■ **Problem details**: Within the records below is a range that opens at the line with "instead of ./.env" and closes at the line with "let images: Option<Arc<dyn". Return that range word for word, both ends included, and only that range.

■ **Available records**:
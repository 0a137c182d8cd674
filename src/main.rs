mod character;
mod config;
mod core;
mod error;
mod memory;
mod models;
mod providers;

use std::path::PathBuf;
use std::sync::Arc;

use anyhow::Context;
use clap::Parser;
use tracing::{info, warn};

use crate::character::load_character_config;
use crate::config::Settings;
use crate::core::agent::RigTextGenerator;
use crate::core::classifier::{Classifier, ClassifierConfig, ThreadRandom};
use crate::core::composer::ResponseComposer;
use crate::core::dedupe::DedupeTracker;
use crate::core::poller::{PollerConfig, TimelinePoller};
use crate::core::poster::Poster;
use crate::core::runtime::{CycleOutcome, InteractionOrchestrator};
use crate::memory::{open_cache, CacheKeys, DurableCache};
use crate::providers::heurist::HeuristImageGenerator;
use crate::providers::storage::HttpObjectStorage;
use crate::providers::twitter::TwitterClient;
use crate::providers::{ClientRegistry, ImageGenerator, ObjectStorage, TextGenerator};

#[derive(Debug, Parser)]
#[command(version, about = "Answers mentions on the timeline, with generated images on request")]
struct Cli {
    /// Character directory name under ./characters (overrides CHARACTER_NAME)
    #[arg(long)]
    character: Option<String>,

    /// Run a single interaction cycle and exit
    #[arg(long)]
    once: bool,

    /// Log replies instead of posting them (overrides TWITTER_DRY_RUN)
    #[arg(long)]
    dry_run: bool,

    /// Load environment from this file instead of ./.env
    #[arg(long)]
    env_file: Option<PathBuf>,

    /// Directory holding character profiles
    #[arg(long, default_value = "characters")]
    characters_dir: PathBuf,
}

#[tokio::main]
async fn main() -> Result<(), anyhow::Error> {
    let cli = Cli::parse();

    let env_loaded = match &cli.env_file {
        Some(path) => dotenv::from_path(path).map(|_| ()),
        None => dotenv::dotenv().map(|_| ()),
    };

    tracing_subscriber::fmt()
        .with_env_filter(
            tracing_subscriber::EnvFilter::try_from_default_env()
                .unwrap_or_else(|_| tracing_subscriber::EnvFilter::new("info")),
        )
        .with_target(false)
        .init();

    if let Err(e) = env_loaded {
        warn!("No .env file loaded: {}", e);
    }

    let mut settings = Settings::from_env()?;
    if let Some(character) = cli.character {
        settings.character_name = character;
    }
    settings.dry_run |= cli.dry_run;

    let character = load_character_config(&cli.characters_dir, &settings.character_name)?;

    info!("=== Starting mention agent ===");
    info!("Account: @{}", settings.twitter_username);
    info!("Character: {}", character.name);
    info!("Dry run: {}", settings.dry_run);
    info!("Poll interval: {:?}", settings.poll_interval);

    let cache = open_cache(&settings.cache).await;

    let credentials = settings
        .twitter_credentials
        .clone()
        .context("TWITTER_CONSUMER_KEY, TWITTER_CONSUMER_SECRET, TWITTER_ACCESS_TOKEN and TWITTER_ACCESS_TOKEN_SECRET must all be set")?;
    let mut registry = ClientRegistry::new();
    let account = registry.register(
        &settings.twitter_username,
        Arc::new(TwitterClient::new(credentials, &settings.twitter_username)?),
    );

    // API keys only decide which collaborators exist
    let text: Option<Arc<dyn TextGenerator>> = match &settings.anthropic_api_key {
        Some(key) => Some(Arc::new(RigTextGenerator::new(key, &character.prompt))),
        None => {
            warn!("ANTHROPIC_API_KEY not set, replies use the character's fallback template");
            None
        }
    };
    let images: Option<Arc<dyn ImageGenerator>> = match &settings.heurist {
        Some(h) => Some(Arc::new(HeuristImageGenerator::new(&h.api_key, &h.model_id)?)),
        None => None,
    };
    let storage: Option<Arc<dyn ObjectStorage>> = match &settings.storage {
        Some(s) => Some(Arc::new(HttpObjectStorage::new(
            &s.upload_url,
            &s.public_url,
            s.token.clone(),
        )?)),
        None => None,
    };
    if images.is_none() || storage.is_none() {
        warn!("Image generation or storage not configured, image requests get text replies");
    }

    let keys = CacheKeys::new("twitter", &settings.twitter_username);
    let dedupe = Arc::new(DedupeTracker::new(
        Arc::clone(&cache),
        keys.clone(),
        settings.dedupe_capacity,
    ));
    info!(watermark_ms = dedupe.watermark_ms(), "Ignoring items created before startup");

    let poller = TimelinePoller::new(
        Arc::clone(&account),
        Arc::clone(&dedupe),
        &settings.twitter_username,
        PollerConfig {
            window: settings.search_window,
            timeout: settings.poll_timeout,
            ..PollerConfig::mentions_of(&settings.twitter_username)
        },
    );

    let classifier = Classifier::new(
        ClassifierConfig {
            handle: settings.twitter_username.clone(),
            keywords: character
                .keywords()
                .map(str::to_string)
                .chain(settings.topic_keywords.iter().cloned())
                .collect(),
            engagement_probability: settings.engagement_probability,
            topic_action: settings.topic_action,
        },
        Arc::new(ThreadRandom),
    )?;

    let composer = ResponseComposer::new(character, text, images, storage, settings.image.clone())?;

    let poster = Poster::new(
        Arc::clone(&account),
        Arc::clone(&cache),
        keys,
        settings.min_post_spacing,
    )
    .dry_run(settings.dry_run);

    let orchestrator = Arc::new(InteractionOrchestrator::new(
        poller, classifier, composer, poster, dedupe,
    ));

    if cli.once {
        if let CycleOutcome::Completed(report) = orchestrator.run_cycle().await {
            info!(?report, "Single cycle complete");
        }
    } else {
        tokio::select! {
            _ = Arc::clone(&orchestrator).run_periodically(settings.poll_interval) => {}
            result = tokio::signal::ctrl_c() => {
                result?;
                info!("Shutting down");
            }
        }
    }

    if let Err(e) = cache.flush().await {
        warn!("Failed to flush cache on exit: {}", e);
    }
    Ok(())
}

■ **Answer below**:
    /// Load environment from this file instead of ./.env
    #[arg(long)]
    env_file: Option<PathBuf>,

    /// Directory holding character profiles
    #[arg(long, default_value = "characters")]
    characters_dir: PathBuf,
}

#[tokio::main]
async fn main() -> Result<(), anyhow::Error> {
    let cli = Cli::parse();

    let env_loaded = match &cli.env_file {
        Some(path) => dotenv::from_path(path).map(|_| ()),
        None => dotenv::dotenv().map(|_| ()),
    };

    tracing_subscriber::fmt()
        .with_env_filter(
            tracing_subscriber::EnvFilter::try_from_default_env()
                .unwrap_or_else(|_| tracing_subscriber::EnvFilter::new("info")),
        )
        .with_target(false)
        .init();

    if let Err(e) = env_loaded {
        warn!("No .env file loaded: {}", e);
    }

    let mut settings = Settings::from_env()?;
    if let Some(character) = cli.character {
        settings.character_name = character;
    }
    settings.dry_run |= cli.dry_run;

    let character = load_character_config(&cli.characters_dir, &settings.character_name)?;

    info!("=== Starting mention agent ===");
    info!("Account: @{}", settings.twitter_username);
    info!("Character: {}", character.name);
    info!("Dry run: {}", settings.dry_run);
    info!("Poll interval: {:?}", settings.poll_interval);

    let cache = open_cache(&settings.cache).await;

    let credentials = settings
        .twitter_credentials
        .clone()
        .context("TWITTER_CONSUMER_KEY, TWITTER_CONSUMER_SECRET, TWITTER_ACCESS_TOKEN and TWITTER_ACCESS_TOKEN_SECRET must all be set")?;
    let mut registry = ClientRegistry::new();
    let account = registry.register(
        &settings.twitter_username,
        Arc::new(TwitterClient::new(credentials, &settings.twitter_username)?),
    );

    // API keys only decide which collaborators exist
    let text: Option<Arc<dyn TextGenerator>> = match &settings.anthropic_api_key {
        Some(key) => Some(Arc::new(RigTextGenerator::new(key, &character.prompt))),
        None => {
            warn!("ANTHROPIC_API_KEY not set, replies use the character's fallback template");
            None
        }
    };
    let images: Option<Arc<dyn ImageGenerator>> = match &settings.heurist {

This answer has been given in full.